Not a little. Actual client requests, hitting the old endpoints, writing data to the old database.
We stared at the logs for a moment. The new deployment was live. The new API was running fine. But some clients were still talking to the old server like nothing had changed.
The first question was obvious: how long has this been going on?
We checked the timestamps. Somewhere between 30 minutes to 2 hours of real client data had gone to the wrong database.
That is the moment the deadline-pressure confidence completely evaporated.
What Actually Happened
Here is the thing about React apps deployed on AWS Amplify — or honestly any SPA hosted on a CDN. This problem is not unique to CRA either. Whether you are using Vite, Next.js static exports, or Create React App, the same behaviour applies: environment variables are replaced at build time, not at runtime.
When you run npm run build, the bundler takes every REACT_APP_* or VITE_* variable and does a find and replace across your entire codebase. The variable is gone. In its place, sitting inside your compiled main.a3f4c2.js file, is a hardcoded string:
// What you wrote in your source code
const url = process.env.REACT_APP_API_URL;
// What actually ended up in the compiled bundle
const url = "https://old-api.yourdomain.com";
That string is physically embedded in a file that is now cached in every client's browser.
When we deployed the new version, new users got the new bundle with the new API URL. But existing users — the ones who had the app open and never refreshed — were still running the old bundle. And the old bundle had the old domain hardcoded inside it.
They kept calling the old API. The old API kept responding. Data kept going to the wrong place. Silently.
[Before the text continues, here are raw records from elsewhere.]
use super::status::{PodDeleteError, PodDeleteList};
use crate::client::ClientError;

use snafu::Snafu;

#[derive(Debug, Snafu)]
#[snafu(visibility(pub))]
pub enum EvictorError {
    #[snafu(display("Unable to discover whether the cluster serves the Eviction API: '{}'", source))]
    Discovery { source: ClientError },

    #[snafu(display("Unable to list Pods on Node '{}': '{}'", node_name, source))]
    ListPods {
        source: ClientError,
        node_name: String,
    },

    #[snafu(display("{}", errors.iter().map(|e| e.to_string()).collect::<Vec<_>>().join("; ")))]
    PodsNotDeletable {
        node_name: String,
        errors: Vec<PodDeleteError>,
        pods: PodDeleteList,
    },

    #[snafu(display("Unable to evict Pod '{}': '{}'", pod, source))]
    EvictPod { source: ClientError, pod: String },

    #[snafu(display("Unable to delete Pod '{}': '{}'", pod, source))]
    DeletePod { source: ClientError, pod: String },
}

impl EvictorError {
    /// Whether removing the Pod may succeed if attempted again later.
    pub fn is_recoverable(&self) -> bool {
        match self {
            Self::EvictPod { source, .. } | Self::DeletePod { source, .. } => {
                source.is_recoverable()
            }
            _ => false,
        }
    }
}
The Human Element That Made It Worse
In the rush to hit the client deadline, our DevOps engineer forgot to shut down the old API server after the deployment.
This is not about blame. Deployments done under deadline pressure are exactly when humans forget steps. That is just reality. If your system depends on a person remembering to do a manual step at exactly the right time under stress, your system has a gap. The old server being alive meant there was nothing to catch the stale clients. They hit the old endpoint, got a 200 OK, and carried on writing data to the wrong database like everything was fine.
If the old server had been down, the stale clients would have gotten errors. The app would have visibly broken. We would have noticed and investigated immediately. Instead, we got silence — the worst kind of bug.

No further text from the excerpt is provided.